NETGEAR is aware of a growing number of phone and online scams. To learn how to stay safe click here.
Forum Discussion
HolgerGT86
Apr 08, 2020Guide
RN104 shutdown because disks exceed safe temperature
Hello, I'm using a RN104 at firmware level 6.10.3. The ReadyNAS is equipped with 4 times Hitachi HUA721010KLA330 1TB SATA drives, all 4 drives building one RAID5 X-RAID volume. Today the RN104 sh...
Sandshark
Jun 08, 2020Sensei
If your "stonger" (I assume you mean higher CFM) fan needs a higher RPM to attain that higher flow, then the NAS is not aware of that capability.
Do make sure the rear oif the NAS is at least 6" (more is better) from the wall and that there is nothing that can cause the exhaust to re-circulate to the intake (like being hemmed in on a shelf).
HolgerGT86
Jun 08, 2020Guide
Hello Sandshark, hello StephenB,
many thanks for your responses. I'll try to answer your questions although most of those, if not all, are already documented in this thread.
I have no option to test the disk drives outside the RN104.
The disk temperature is really about 60°C. When I restart the RN104 and I can access the admin web interface, the disk temperature is still close to 60°C and there's very warm air coming out of the rear of the RN104.
There's nothing blocking the air circulation. The RN104 is placed on a shelf in a cellar room. The air temperature in that room is about 15°C all year. There must be a picture already in this thread, but I'll upload it again.
You are right when saying that I mean higher RPM when saying stronger. The fan is rotating up to 3800RPM and has more/ higher air pressure/ air flow than the original fan. I'm monitoring it on a regular base and it's usually running at >3000RPM when timemachine backups or RN104 maintenance activities like defragmentation, data scrubbing, etc. are running. At time when I monitor the disk performance and fan speed, the disk temperature is between 30°C and 45°C for the inside disk drives.
In fact, including the original fan shipped with the RN104, it is the 3rd fan I'm currently trying ... all showing same behaviour - so I doubt it's the fan itself.
The disk drives are 1TB Hitachi storage server drives of type HUA721010KLA330.

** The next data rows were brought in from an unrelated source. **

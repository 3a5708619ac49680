use crate::{
    model::{
        auth::SignupDto,
        student::{AcademicLevel, Major},
    },
    server::{
        error::{registry::RegistryError, signup::SignupError, AppError},
        service::signup::SignupService,
    },
};
use sea_orm::{ColumnTrait, DbErr, EntityTrait, PaginatorTrait, QueryFilter};
use test_utils::{
    builder::TestBuilder,
    factory::{matriculation::MatriculationFactory, user::UserFactory},
};

mod atomicity;
mod password_mismatch;
mod succeeds;
mod unknown_code;

/// A well-formed signup request for the given code and email.
fn signup_dto(code: &str, email: &str) -> SignupDto {
    SignupDto {
        matriculation_code: code.to_string(),
        email: email.to_string(),
        password: "s3cret-pass".to_string(),
        password_confirm: "s3cret-pass".to_string(),
        last_name: "Rakoto".to_string(),
        first_name: "Jean".to_string(),
        major: Major::ComputerScience,
        level: AcademicLevel::L1,
        phone: Some("0341234567".to_string()),
    }
}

As I already documented, I so far failed to recreate the issue. I already placed the RN104 at my desk, having it aside all day. I loaded the RN104 with as much I/O as I could but everything worked fine. Even when data scrubbing is running for about 48 hours + regular time machine backups in parallel, everything is working fine.
As already said, it only happens exactly after defragmentation ended. But, I was not able to recreate it by running defragmentation manually.
I don't know what else to document here... using a smart monitor will not help because I already know the disk drives smart values correclty report the 60°C. The only thing I was not able to "see" so far is the fan stopping to rotate when defragmentation ends.
I need to place the RN104 at my desk again and try to catch it with my eyes ... or I need to buy another NAS maybe as I'm tired to debug this behaviour ... don't know.
- HolgerGT86Jun 08, 2020Guide
Foto of the RN104 when placed in the shelf ...
- StephenBJun 08, 2020Guru - Experienced User
HolgerGT86 wrote:
I have no option to test the disk drives outside the RN104.
The disk temperature is really about 60°C.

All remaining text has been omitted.